Uma denúncia do Ministério Público (MP) diz que a ex-deputada federal Cristiane Brasil (PTB) e o secretário estadual de Educação do Rio de Janeiro, Pedro Fernandes, faziam parte do núcleo político de uma organização criminosa que fraudou licitações de quase R$ 120 milhões. A informação foi divulgada pelo jornal Estado de São Paulo, nesta sexta-feira (11).
Segundo a investigação, a organização criminosa era composta por três núcleos: empresarial, político e administrativo. O núcleo do qual Cristiane e Pedro faziam parte era responsável por viabilizar fraudes em licitações e prorrogar os contratos fraudulentos, com recebimento de propina que variava de 5% a 25% do valor pago pelo acordo.
Pedro Fernandes foi preso nesta sexta-feira (11) na segunda etapa da Operação Catarata, aberta para cumprir cinco mandados de prisão preventiva e realizar seis buscas em endereços dos bairros de Copacabana, Recreio dos Bandeirantes e Barra da Tijuca, no Rio de Janeiro.
Já Cristiane se apresentou nesta tarde à Polícia Civil do Estado do Rio de Janeiro.
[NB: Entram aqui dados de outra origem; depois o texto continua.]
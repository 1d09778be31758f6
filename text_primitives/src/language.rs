// Copyright 2025 the Parley Authors
// SPDX-License-Identifier: Apache-2.0 OR MIT

use core::convert::Infallible;
use core::fmt;
use core::str::FromStr;

macro_rules! languages {
    ($($(#[$meta:meta])* $variant:ident => $code:literal,)*) => {
        /// A language, identified by its ISO 639 code.
        ///
        /// This is a closed set. Tags whose primary language subtag is not listed here parse to
        /// [`Language::Unknown`] rather than failing; see [`Language::parse`]. The ISO 639
        /// special-purpose codes are represented by the sentinels [`Language::Multiple`]
        /// (`mul`), [`Language::Unavailable`] (`zxx`), [`Language::Uncoded`] (`mis`) and
        /// [`Language::Unidentified`] (`und`).
        #[derive(Clone, Copy, Debug, PartialEq, Eq, PartialOrd, Ord, Hash)]
        #[non_exhaustive]
        pub enum Language {
            $($(#[$meta])* $variant,)*
            /// Content in several languages (`mul`).
            Multiple,
            /// No linguistic content (`zxx`).
            Unavailable,
            /// A language with no assigned code (`mis`).
            Uncoded,
            /// The language could not be determined (`und`).
            Unidentified,
            /// The tag did not name a language from this table.
            Unknown,
        }

        const TABLE: &[(&str, Language)] = &[
            $(($code, Language::$variant),)*
            ("mul", Language::Multiple),
            ("zxx", Language::Unavailable),
            ("mis", Language::Uncoded),
            ("und", Language::Unidentified),
        ];

        impl Language {
            /// Returns the canonical code for this language.
            ///
            /// [`Language::Unknown`] has no code and renders as `"unknown"`.
            #[must_use]
            pub const fn as_str(self) -> &'static str {
                match self {
                    $(Self::$variant => $code,)*
                    Self::Multiple => "mul",
                    Self::Unavailable => "zxx",
                    Self::Uncoded => "mis",
                    Self::Unidentified => "und",
                    Self::Unknown => "unknown",
                }
            }
        }
    };
}

languages! {
    /// Afrikaans.
    Afrikaans => "af",
    /// Amharic.
    Amharic => "am",
    /// Arabic.
    Arabic => "ar",
    /// Assamese.
    Assamese => "as",
    /// Azerbaijani.
    Azerbaijani => "az",
    /// Belarusian.
    Belarusian => "be",
    /// Bulgarian.
    Bulgarian => "bg",
    /// Bangla.
    Bangla => "bn",
    /// Tibetan.
    Tibetan => "bo",
    /// Breton.
    Breton => "br",
    /// Bosnian.
    Bosnian => "bs",
    /// Catalan.
    Catalan => "ca",
    /// Cherokee.
    Cherokee => "chr",
    /// Central Kurdish.
    CentralKurdish => "ckb",
    /// Czech.
    Czech => "cs",
    /// Welsh.
    Welsh => "cy",
    /// Danish.
    Danish => "da",
    /// German.
    German => "de",
    /// Dzongkha.
    Dzongkha => "dz",
    /// Greek.
    Greek => "el",
    /// English.
    English => "en",
    /// Esperanto.
    Esperanto => "eo",
    /// Spanish.
    Spanish => "es",
    /// Estonian.
    Estonian => "et",
    /// Basque.
    Basque => "eu",
    /// Persian.
    Persian => "fa",
    /// Finnish.
    Finnish => "fi",
    /// Filipino.
    Filipino => "fil",
    /// Faroese.
    Faroese => "fo",
    /// French.
    French => "fr",
    /// Irish.
    Irish => "ga",
    /// Scottish Gaelic.
    ScottishGaelic => "gd",
    /// Galician.
    Galician => "gl",
    /// Gujarati.
    Gujarati => "gu",
    /// Hausa.
    Hausa => "ha",
    /// Hawaiian.
    Hawaiian => "haw",
    /// Hebrew.
    Hebrew => "he",
    /// Hindi.
    Hindi => "hi",
    /// Croatian.
    Croatian => "hr",
    /// Hungarian.
    Hungarian => "hu",
    /// Armenian.
    Armenian => "hy",
    /// Indonesian.
    Indonesian => "id",
    /// Igbo.
    Igbo => "ig",
    /// Icelandic.
    Icelandic => "is",
    /// Italian.
    Italian => "it",
    /// Japanese.
    Japanese => "ja",
    /// Javanese.
    Javanese => "jv",
    /// Georgian.
    Georgian => "ka",
    /// Kazakh.
    Kazakh => "kk",
    /// Khmer.
    Khmer => "km",
    /// Kannada.
    Kannada => "kn",
    /// Korean.
    Korean => "ko",
    /// Konkani.
    Konkani => "kok",
    /// Kurdish.
    Kurdish => "ku",
    /// Kyrgyz.
    Kyrgyz => "ky",
    /// Latin.
    Latin => "la",
    /// Luxembourgish.
    Luxembourgish => "lb",
    /// Lao.
    Lao => "lo",
    /// Lithuanian.
    Lithuanian => "lt",
    /// Latvian.
    Latvian => "lv",
    /// Malagasy.
    Malagasy => "mg",
    /// Māori.
    Maori => "mi",
    /// Macedonian.
    Macedonian => "mk",
    /// Malayalam.
    Malayalam => "ml",
    /// Mongolian.
    Mongolian => "mn",
    /// Manipuri.
    Manipuri => "mni",
    /// Marathi.
    Marathi => "mr",
    /// Malay.
    Malay => "ms",
    /// Maltese.
    Maltese => "mt",
    /// Burmese.
    Burmese => "my",
    /// Norwegian Bokmål.
    NorwegianBokmal => "nb",
    /// Nepali.
    Nepali => "ne",
    /// Dutch.
    Dutch => "nl",
    /// Norwegian Nynorsk.
    NorwegianNynorsk => "nn",
    /// Norwegian.
    Norwegian => "no",
    /// Nyanja.
    Nyanja => "ny",
    /// Occitan.
    Occitan => "oc",
    /// Oromo.
    Oromo => "om",
    /// Odia.
    Odia => "or",
    /// Punjabi.
    Punjabi => "pa",
    /// Polish.
    Polish => "pl",
    /// Pashto.
    Pashto => "ps",
    /// Portuguese.
    Portuguese => "pt",
    /// Quechua.
    Quechua => "qu",
    /// Romansh.
    Romansh => "rm",
    /// Romanian.
    Romanian => "ro",
    /// Russian.
    Russian => "ru",
    /// Kinyarwanda.
    Kinyarwanda => "rw",
    /// Sanskrit.
    Sanskrit => "sa",
    /// Santali.
    Santali => "sat",
    /// Sindhi.
    Sindhi => "sd",
    /// Northern Sami.
    NorthernSami => "se",
    /// Sinhala.
    Sinhala => "si",
    /// Slovak.
    Slovak => "sk",
    /// Slovenian.
    Slovenian => "sl",
    /// Samoan.
    Samoan => "sm",
    /// Shona.
    Shona => "sn",
    /// Somali.
    Somali => "so",
    /// Albanian.
    Albanian => "sq",
    /// Serbian.
    Serbian => "sr",
    /// Southern Sotho.
    SouthernSotho => "st",
    /// Sundanese.
    Sundanese => "su",
    /// Swedish.
    Swedish => "sv",
    /// Swahili.
    Swahili => "sw",
    /// Tamil.
    Tamil => "ta",
    /// Telugu.
    Telugu => "te",
    /// Tajik.
    Tajik => "tg",
    /// Thai.
    Thai => "th",
    /// Tigrinya.
    Tigrinya => "ti",
    /// Turkmen.
    Turkmen => "tk",
    /// Tagalog.
    Tagalog => "tl",
    /// Tongan.
    Tongan => "to",
    /// Turkish.
    Turkish => "tr",
    /// Tatar.
    Tatar => "tt",
    /// Uyghur.
    Uyghur => "ug",
    /// Ukrainian.
    Ukrainian => "uk",
    /// Urdu.
    Urdu => "ur",
    /// Uzbek.
    Uzbek => "uz",
    /// Vietnamese.
    Vietnamese => "vi",
    /// Wolof.
    Wolof => "wo",
    /// Xhosa.
    Xhosa => "xh",
    /// Yiddish.
    Yiddish => "yi",
    /// Yoruba.
    Yoruba => "yo",
    /// Cantonese.
    Cantonese => "yue",
    /// Chinese.
    Chinese => "zh",
    /// Zulu.
    Zulu => "zu",
}

/// Retired two-letter codes that still show up in platform locale strings.
const LEGACY: &[(&str, Language)] = &[
    ("in", Language::Indonesian),
    ("iw", Language::Hebrew),
    ("ji", Language::Yiddish),
];

impl Language {
    /// Parses the primary language subtag of a BCP 47 style tag.
    ///
    /// This never fails: anything that does not name a language from the table (including
    /// malformed input) yields [`Language::Unknown`]. Script, region and variant subtags are
    /// ignored, and `-` and `_` are both accepted as separators.
    ///
    /// ```
    /// use text_primitives::Language;
    ///
    /// assert_eq!(Language::parse("zh-Hans-CN"), Language::Chinese);
    /// assert_eq!(Language::parse("EN_us"), Language::English);
    /// assert_eq!(Language::parse("und"), Language::Unidentified);
    /// assert_eq!(Language::parse("qaa"), Language::Unknown);
    /// ```
    pub fn parse(tag: &str) -> Self {
        Self::from_code(tag).unwrap_or(Self::Unknown)
    }

    /// Parses the primary language subtag of a tag, reporting why it was rejected.
    ///
    /// ```
    /// use text_primitives::{Language, ParseLanguageError};
    ///
    /// assert_eq!(Language::from_code("pt-BR"), Ok(Language::Portuguese));
    /// assert_eq!(
    ///     Language::from_code("e1"),
    ///     Err(ParseLanguageError::InvalidLanguage)
    /// );
    /// assert_eq!(
    ///     Language::from_code("qaa"),
    ///     Err(ParseLanguageError::UnrecognizedLanguage)
    /// );
    /// ```
    pub fn from_code(tag: &str) -> Result<Self, ParseLanguageError> {
        let mut pos = 0;
        let (start, end) =
            next_part_bounds(tag, &mut pos).ok_or(ParseLanguageError::InvalidLanguage)?;
        let subtag = &tag.as_bytes()[start..end];
        if !(2..=3).contains(&subtag.len()) || !subtag.iter().all(u8::is_ascii_alphabetic) {
            return Err(ParseLanguageError::InvalidLanguage);
        }

        let mut lower = [0_u8; 3];
        for (dst, src) in lower.iter_mut().zip(subtag) {
            *dst = src.to_ascii_lowercase();
        }
        let code = &lower[..subtag.len()];

        TABLE
            .iter()
            .chain(LEGACY)
            .find(|(candidate, _)| candidate.as_bytes() == code)
            .map(|&(_, language)| language)
            .ok_or(ParseLanguageError::UnrecognizedLanguage)
    }

    /// Returns `true` for the ISO 639 special-purpose sentinels and [`Language::Unknown`].
    #[must_use]
    pub const fn is_sentinel(self) -> bool {
        matches!(
            self,
            Self::Multiple | Self::Unavailable | Self::Uncoded | Self::Unidentified | Self::Unknown
        )
    }

    /// Iterates over every language with a code, in table order.
    ///
    /// [`Language::Unknown`] is not included.
    pub fn all() -> impl ExactSizeIterator<Item = Self> + Clone {
        TABLE.iter().map(|&(_, language)| language)
    }
}

fn next_part_bounds(s: &str, pos: &mut usize) -> Option<(usize, usize)> {
    let bytes = s.as_bytes();
    while *pos < bytes.len() && matches!(bytes[*pos], b'-' | b'_') {
        *pos += 1;
    }
    if *pos >= bytes.len() {
        return None;
    }
    let start = *pos;
    while *pos < bytes.len() && !matches!(bytes[*pos], b'-' | b'_') {
        *pos += 1;
    }
    Some((start, *pos))
}

impl Default for Language {
    fn default() -> Self {
        Self::Unidentified
    }
}

impl fmt::Display for Language {
    fn fmt(&self, f: &mut fmt::Formatter<'_>) -> fmt::Result {
        f.write_str(self.as_str())
    }
}

impl FromStr for Language {
    type Err = Infallible;

    fn from_str(s: &str) -> Result<Self, Self::Err> {
        Ok(Self::parse(s))
    }
}

/// An error returned by [`Language::from_code`].
#[derive(Clone, Copy, Debug, PartialEq, Eq)]
#[non_exhaustive]
pub enum ParseLanguageError {
    /// The input did not start with a 2–3 letter primary language subtag.
    InvalidLanguage,
    /// The primary subtag was well formed but is not a known language code.
    UnrecognizedLanguage,
}

impl fmt::Display for ParseLanguageError {
    fn fmt(&self, f: &mut fmt::Formatter<'_>) -> fmt::Result {
        match self {
            Self::InvalidLanguage => f.write_str("invalid primary language subtag"),
            Self::UnrecognizedLanguage => f.write_str("unrecognized language code"),
        }
    }
}

impl core::error::Error for ParseLanguageError {}

#[cfg(test)]
mod tests {
    use super::{Language, ParseLanguageError, TABLE};

    #[test]
    fn parse_language_only() {
        assert_eq!(Language::parse("EN"), Language::English);
        assert_eq!(Language::parse("fr"), Language::French);
        assert_eq!(Language::parse("haw"), Language::Hawaiian);
    }

    #[test]
    fn parse_ignores_script_and_region() {
        assert_eq!(Language::parse("zh-Hant-TW"), Language::Chinese);
        assert_eq!(Language::parse("es_419"), Language::Spanish);
        assert_eq!(Language::parse("en-Latn-US-posix"), Language::English);
        assert_eq!(Language::parse("-de-CH"), Language::German);
    }

    #[test]
    fn legacy_codes_map_to_current_languages() {
        assert_eq!(Language::parse("iw"), Language::Hebrew);
        assert_eq!(Language::parse("in-ID"), Language::Indonesian);
        assert_eq!(Language::Hebrew.as_str(), "he");
    }

    #[test]
    fn sentinels_round_trip() {
        for (code, language) in [
            ("mul", Language::Multiple),
            ("zxx", Language::Unavailable),
            ("mis", Language::Uncoded),
            ("und", Language::Unidentified),
        ] {
            assert_eq!(Language::parse(code), language);
            assert_eq!(language.as_str(), code);
            assert!(language.is_sentinel());
        }
        assert!(!Language::Japanese.is_sentinel());
    }

    #[test]
    fn unrecognized_input_is_unknown() {
        assert_eq!(Language::parse(""), Language::Unknown);
        assert_eq!(Language::parse("e"), Language::Unknown);
        assert_eq!(Language::parse("english"), Language::Unknown);
        assert_eq!(Language::parse("x1"), Language::Unknown);
        assert_eq!(Language::parse("qaa-Latn"), Language::Unknown);
        assert_eq!(Language::Unknown.as_str(), "unknown");
        assert_eq!(Language::parse("unknown"), Language::Unknown);
    }

    #[test]
    fn from_code_reports_reason() {
        assert_eq!(
            Language::from_code("").unwrap_err(),
            ParseLanguageError::InvalidLanguage
        );
        assert_eq!(
            Language::from_code("en1").unwrap_err(),
            ParseLanguageError::InvalidLanguage
        );
        assert_eq!(
            Language::from_code("zz").unwrap_err(),
            ParseLanguageError::UnrecognizedLanguage
        );
        assert_eq!(Language::from_code("ko_KR"), Ok(Language::Korean));
    }

    #[test]
    fn every_code_parses_back_to_itself() {
        assert!(Language::all().len() >= 120);
        for language in Language::all() {
            assert_eq!(Language::parse(language.as_str()), language);
        }
    }

    #[test]
    fn codes_are_unique() {
        for (i, (a, _)) in TABLE.iter().enumerate() {
            for (b, _) in &TABLE[i + 1..] {
                assert_ne!(a, b, "duplicate code {a}");
            }
        }
    }
}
Além deles, foram alvos das ordens de prisão o empresário Flávio Salomão Chadud, seu pai, o delegado da Polícia Civil do Estado do Rio de Janeiro (PCERJ), Mario Jamil Chadud e o ex -diretor de administração financeira (DAF) da Fundação Leão XIII, João Marcos Borges Mattos.
A Promotoria atribuiu ao grupo crimes de organização criminosa, fraudes licitatórias, peculato, corrupção ativa, corrupção passiva, lavagem de capitais, além do crime de embaraçar investigação de organização criminosa.